* **Directions for this task**:
Look through the listing below for lines containing the word "funds". State only their number.
▬▬▬
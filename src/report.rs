//! Plain-text report stream consumed by the external report generator
//!
//! Each submitted exchange produces one `Scenario: ... - Request: ...` line
//! followed by one `Response: ...` line. Diagnostics go through `tracing` on
//! stderr and never reach this stream.

use crate::error::HarnessResult;
use crate::rpc::compact;

use std::fs::File;
use std::io::{self, BufWriter, Write};
use std::path::Path;
use std::sync::{Arc, Mutex};

/// Destination for report lines
pub trait ReportSink: Send + Sync {
    fn write_line(&self, line: &str) -> HarnessResult<()>;
}

/// Line-buffered writer sink over stdout or a file
pub struct WriterSink {
    inner: Mutex<Box<dyn Write + Send>>,
}

impl WriterSink {
    pub fn stdout() -> Self {
        Self {
            inner: Mutex::new(Box::new(io::stdout())),
        }
    }

    pub fn file(path: &Path) -> HarnessResult<Self> {
        let file = File::create(path)?;
        Ok(Self {
            inner: Mutex::new(Box::new(BufWriter::new(file))),
        })
    }
}

impl ReportSink for WriterSink {
    fn write_line(&self, line: &str) -> HarnessResult<()> {
        let mut out = self
            .inner
            .lock()
            .map_err(|_| io::Error::other("report writer poisoned"))?;
        writeln!(out, "{}", line)?;
        out.flush()?;
        Ok(())
    }
}

/// Extra context appended to a response line
#[derive(Debug, Clone, PartialEq, Eq)]
pub enum Annotation {
    /// The pre-send hook failed; the primary was still sent
    CompanionFailed(String),
    /// The pre-send hook produced information rather than a transaction
    Note(String),
}

/// Formats scenario exchanges onto a sink
#[derive(Clone)]
pub struct Reporter {
    sink: Arc<dyn ReportSink>,
    max_request_len: usize,
}

impl Reporter {
    pub fn new(sink: Arc<dyn ReportSink>, max_request_len: usize) -> Self {
        Self {
            sink,
            max_request_len,
        }
    }

    pub fn header(&self, run_id: &str, network: &str, started: &str) -> HarnessResult<()> {
        self.sink.write_line(&format!(
            "Run: {} Network: {} Started: {}",
            run_id, network, started
        ))
    }

    pub fn test_case(&self, name: &str) -> HarnessResult<()> {
        self.sink.write_line(&format!("Test: {}", name))
    }

    pub fn request(&self, description: &str, request_json: &str) -> HarnessResult<()> {
        self.sink.write_line(&format!(
            "Scenario: {}  - Request: {}",
            description,
            truncate(request_json, self.max_request_len)
        ))
    }

    pub fn response(&self, body: &str, annotation: Option<&Annotation>) -> HarnessResult<()> {
        let mut line = format!("Response: {}", compact(body));
        match annotation {
            Some(Annotation::CompanionFailed(msg)) => {
                line.push_str(&format!(", PreSend Error: {}", msg))
            }
            Some(Annotation::Note(msg)) => line.push_str(&format!(", PreSend Note: {}", msg)),
            None => {}
        }
        self.sink.write_line(&line)
    }

    /// Transport-level failure in place of a response
    pub fn failure(&self, message: &str) -> HarnessResult<()> {
        self.sink.write_line(&format!("Error: {}", message))
    }
}

/// Cut `s` to at most `max` characters, marking the cut with `...`
pub fn truncate(s: &str, max: usize) -> String {
    match s.char_indices().nth(max) {
        Some((idx, _)) => format!("{}...", &s[..idx]),
        None => s.to_string(),
    }
}
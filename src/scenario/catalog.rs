//! `eth_sendRawTransaction` fault-injection catalog
//!
//! Ids are not unique: scenarios probing the same node error share one.
//!
//! # Authoring hazard
//!
//! `Modifier::GasPrice` switches the transaction to legacy pricing. Any
//! `TipCap` or `FeeCap` modifier placed after it does nothing, and one placed
//! before it is overridden at signing time. Keep gas-price scenarios and
//! fee-market scenarios separate.

use super::{CompanionPosition, Scenario};
use crate::contract::{AbiContract, ContractInterface};
use crate::error::HarnessResult;
use crate::tx::{
    Modifier, Override, PayloadOverride, PreSend, RecipientOverride, ValueOverride,
};

use ethers::types::{Address, U256};

/// Key with no funds on any configured network
const UNFUNDED_KEY: &str = "f7d9eb9afde6a5da1e7257e0d1c1c7b7f0e5476a8f6bfc9f1c2e076fcff6a2a6";

const ONE_ETHER: i128 = 1_000_000_000_000_000_000;
const GWEI: u64 = 1_000_000_000;

/// Largest gas limit a single transaction may carry (2^24)
const MAX_TX_GAS: u64 = 16_777_216;

/// All transaction scenarios, in execution order
///
/// `invalid_contract` is the recipient of the invalid-contract scenario.
pub fn send_raw_transaction_scenarios(invalid_contract: Address) -> HarnessResult<Vec<Scenario>> {
    let opcodes = AbiContract::opcodes()?;
    let invalid_opcode = opcodes.encode_call("test_invalid", &[])?;
    let revert_opcode = opcodes.encode_call("test_revert", &[])?;

    Ok(vec![
        Scenario::new(1, "Proper request"),
        Scenario::new(3, "UseInvalidFunction")
            .method("eth_wrongSendRawTransaction")
            .modifier(Modifier::MalformedSelector {
                signature: "invalidFunction(uint256)".to_string(),
                argument: U256::from(20u64),
            }),
        Scenario::new(4, "NONCE_TOO_LOW").modifier(Modifier::Nonce(Override::literal(0))),
        Scenario::new(5, "NONCE_TOO_HIGH")
            .modifier(Modifier::Nonce(Override::transform(|n: u64| n + 100))),
        Scenario::new(7, "UseInvalidAccount").modifier(Modifier::Sender(UNFUNDED_KEY.to_string())),
        Scenario::new(8, "UseInvalidContract").modifier(Modifier::Recipient(
            RecipientOverride::Address(invalid_contract),
        )),
        Scenario::new(9, "OVERSIZED_DATA")
            .modifier(Modifier::Payload(PayloadOverride::ZeroFilled(1024 * 1024))),
        Scenario::new(11, "GAS_PRICE_TOO_LOW-Legacy")
            .modifier(Modifier::GasPrice(Override::literal(U256::zero()))),
        Scenario::new(11, "GAS_PRICE_TOO_LOW-Dynamic")
            .modifier(Modifier::TipCap(Override::literal(U256::zero())))
            .modifier(Modifier::FeeCap(Override::literal(U256::zero()))),
        Scenario::new(12, "FEE_CAP_EXCEEDED")
            .modifier(Modifier::GasLimit(Override::literal(16_000_000)))
            .modifier(Modifier::GasPrice(Override::literal(
                U256::from(200u64) * U256::from(GWEI),
            ))),
        Scenario::new(10, "BLOCK_GAS_LIMIT_EXCEEDED")
            .modifier(Modifier::GasLimit(Override::literal(46_000_000))),
        Scenario::new(10, "TRANSACTION_GAS_LIMIT_EXCEEDED: GasLimitTooHigh")
            .modifier(Modifier::GasLimit(Override::literal(MAX_TX_GAS + 1))),
        Scenario::new(13, "GAS_TOO_LOW - Intrinsic gas too low")
            .modifier(Modifier::GasLimit(Override::literal(20_000))),
        // Intrinsic gas for the store(20) payload and nothing more
        Scenario::new(14, "OUT_OF_GAS - Transaction runs out of gas")
            .modifier(Modifier::GasLimit(Override::literal(21_204))),
        Scenario::new(17, "TipAboveFeeCap - max priority fee per gas higher than max fee per gas")
            .modifier(Modifier::FeeCap(Override::literal(U256::from(10u64)))),
        Scenario::new(20, "INVALID_OPCODE")
            .modifier(Modifier::Payload(PayloadOverride::Exact(invalid_opcode)))
            .modifier(Modifier::Recipient(RecipientOverride::Contract(
                "opcodes".to_string(),
            )))
            .pre_send(PreSend::EstimateGasProbe),
        Scenario::new(20, "REVERT_OPCODE")
            .modifier(Modifier::Payload(PayloadOverride::Exact(revert_opcode)))
            .modifier(Modifier::Recipient(RecipientOverride::Contract(
                "opcodes".to_string(),
            )))
            .pre_send(PreSend::EstimateGasProbe),
        Scenario::new(20, "INSUFFICIENT_FUNDS - Not enough funds for gas * price + value")
            .modifier(Modifier::Value(ValueOverride::BalanceOffset(ONE_ETHER))),
        Scenario::new(21, "REPLACEMENT_TRANSACTION_UNDERPRICED - Replacement without price bump")
            .batch(
                PreSend::Duplicate {
                    value: Some(U256::from(1000u64)),
                },
                CompanionPosition::After,
            ),
        Scenario::new(22, "ALREADY_KNOWN").batch(
            PreSend::Duplicate { value: None },
            CompanionPosition::After,
        ),
    ])
}
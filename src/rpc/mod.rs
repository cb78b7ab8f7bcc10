//! Raw JSON-RPC layer: envelopes, batch bodies and permissive reply parsing
//!
//! Requests go out exactly as built, including deliberately wrong method
//! names and malformed parameters, so this layer bypasses the typed provider.

pub mod client;
pub mod envelope;

pub use client::RpcClient;
pub use envelope::{compact, parse_reply, JsonRpcRequest, RpcPayload};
▬▬▬
* **Answer space**:
2